La trasformazione dell’ambiente in territorio è il primo atto geografico della specie umana, il suo iniziare ad allontanarsi dalla natura per adattarla ai propri bisogni, che si differenziano e mutano con il modificarsi di società e le culture. Mentre le altre specie viventi evolvono adattandosi ai diversi ambienti terrestri, la specie umana è stata capace anche di percorrere la strada opposta, quella di adattare la natura a se stessa. L’Antropocene entra in scena quindi come concetto quando l’umanità diventa consapevole della pervasività del suo impatto sull’ambiente terrestre.
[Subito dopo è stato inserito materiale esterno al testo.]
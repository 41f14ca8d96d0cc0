use warden_core::{EntityId, PermissionError, SubjectKey};
use warden_data::{DataError, Role};

use crate::engine::Warden;
use crate::reference::{PermissionRef, RoleRef};

/// Role factory and lookups. Lookups query the store directly.
pub struct Roles<'w> {
    warden: &'w Warden,
}

fn already_exists(name: &str, guard_name: &str) -> PermissionError {
    PermissionError::RoleAlreadyExists {
        name: name.to_string(),
        guard_name: guard_name.to_string(),
    }
}

fn does_not_exist(name: &str, guard_name: &str) -> PermissionError {
    PermissionError::RoleDoesNotExist {
        name: name.to_string(),
        guard_name: guard_name.to_string(),
    }
}

fn map_conflict(err: DataError, name: &str, guard_name: &str) -> PermissionError {
    match err {
        DataError::Conflict(_) => already_exists(name, guard_name),
        other => other.into(),
    }
}

impl<'w> Roles<'w> {
    pub(crate) fn new(warden: &'w Warden) -> Self {
        Self { warden }
    }

    pub fn default_guard(&self) -> String {
        self.warden.guards().default_name_for_type::<Role>()
    }

    fn guard_or_default(&self, guard_name: Option<&str>) -> String {
        guard_name
            .map(str::to_string)
            .unwrap_or_else(|| self.default_guard())
    }

    /// Create a role. Fails if `(name, guard)` already exists.
    pub async fn create(&self, name: &str, guard_name: Option<&str>) -> Result<Role, PermissionError> {
        let guard_name = self.guard_or_default(guard_name);
        let store = self.warden.store();
        if store.find_role(name, &guard_name).await?.is_some() {
            return Err(already_exists(name, &guard_name));
        }

        let inserted = store.insert_role(Role::new(name, guard_name.as_str())).await;
        self.warden.registrar().forget_cached_permissions().await;
        let role = inserted.map_err(|e| map_conflict(e, name, &guard_name))?;

        tracing::debug!(role = %role.name, guard = %role.guard_name, "role created");
        Ok(role)
    }

    pub async fn find_by_name(&self, name: &str, guard_name: Option<&str>) -> Result<Role, PermissionError> {
        let guard_name = self.guard_or_default(guard_name);
        self.warden
            .store()
            .find_role(name, &guard_name)
            .await?
            .ok_or_else(|| does_not_exist(name, &guard_name))
    }

    pub async fn find_by_id(&self, id: EntityId, guard_name: Option<&str>) -> Result<Role, PermissionError> {
        let guard_name = self.guard_or_default(guard_name);
        self.warden
            .store()
            .find_roles_by_ids(&[id])
            .await?
            .into_iter()
            .find(|r| r.guard_name == guard_name)
            .ok_or_else(|| does_not_exist(&id.to_string(), &guard_name))
    }

    /// Find a role, creating it when missing. Never reports `DoesNotExist`.
    pub async fn find_or_create(&self, name: &str, guard_name: Option<&str>) -> Result<Role, PermissionError> {
        let guard_name = self.guard_or_default(guard_name);
        match self.warden.store().find_role(name, &guard_name).await? {
            Some(role) => Ok(role),
            None => self.create(name, Some(&guard_name)).await,
        }
    }

    /// Rename a role, keeping its guard.
    pub async fn rename(&self, role: &Role, new_name: &str) -> Result<Role, PermissionError> {
        let renamed = Role {
            name: new_name.to_string(),
            ..role.clone()
        };
        let updated = self.warden.store().update_role(&renamed).await;
        self.warden.registrar().forget_cached_permissions().await;
        updated.map_err(|e| map_conflict(e, new_name, &renamed.guard_name))?;

        tracing::debug!(from = %role.name, to = %renamed.name, guard = %renamed.guard_name, "role renamed");
        Ok(renamed)
    }

    /// Detach the role from its permissions and subjects, then delete it.
    pub async fn delete(&self, role: &Role) -> Result<(), PermissionError> {
        let store = self.warden.store();
        let deleted: Result<(), DataError> = async {
            store.detach_role_everywhere(role.id).await?;
            store.delete_role(role.id).await
        }
        .await;
        self.warden.registrar().forget_cached_permissions().await;
        deleted?;

        tracing::debug!(role = %role.name, guard = %role.guard_name, "role deleted");
        Ok(())
    }

    /// Whether the role owns the permission directly.
    ///
    /// Names resolve under the role's guard; a permission from another guard
    /// is a [`PermissionError::GuardDoesNotMatch`].
    pub async fn has_permission_to(
        &self,
        role: &Role,
        permission: impl Into<PermissionRef>,
    ) -> Result<bool, PermissionError> {
        self.warden
            .role_permissions(role)
            .has_permission_to(permission)
            .await
    }

    /// Subjects holding the role, limited to the model bound to its guard.
    pub async fn users(&self, role: &Role) -> Result<Vec<SubjectKey>, PermissionError> {
        let Some(model) = self.warden.config().auth.model_for_guard(&role.guard_name) else {
            return Ok(Vec::new());
        };
        Ok(self
            .warden
            .store()
            .subjects_with_role(role.id, Some(model))
            .await?)
    }

    /// Resolve a reference under `guard_name`. Entities pass through.
    pub async fn resolve(&self, reference: RoleRef, guard_name: &str) -> Result<Role, PermissionError> {
        match reference {
            RoleRef::Entity(role) => Ok(role),
            RoleRef::Name(name) => self.find_by_name(&name, Some(guard_name)).await,
            RoleRef::Id(id) => self.find_by_id(id, Some(guard_name)).await,
        }
    }
}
Quando impara a vedere nel paesaggio che la natura è stata trasformata irreversibilmente dall’azione umana. Nel bene e nel male, oggi, il pianeta Terra è un territorio e non è più un ambiente naturale. E gli scienziati del territorio sono i geografi. Sono i geografi ad aver sviluppato e definito questo concetto, spesso usato in modo improprio da altre discipline o da politici e opinionisti. Sono i geografi, come Angelo Turco, ad aver sviluppato modelli teorico-metodologici per indagare la territorialità umana. Così attraverso il concetto di Antropocene e quello di territorio, i geografi (come nel caso dell’ultimo libro della collana AiiG di Carocci, a cura di C. Giorda, Geografia e Antropocene. Uomo, ambiente, educazione) investigano il tema della reciproca trasformazione dell’ambiente da parte dell’umanità e dell’umanità da parte dell’ambiente. Non poca cosa, specie per una disciplina che qualcuno – chissà perché – si ostina a considerare superata.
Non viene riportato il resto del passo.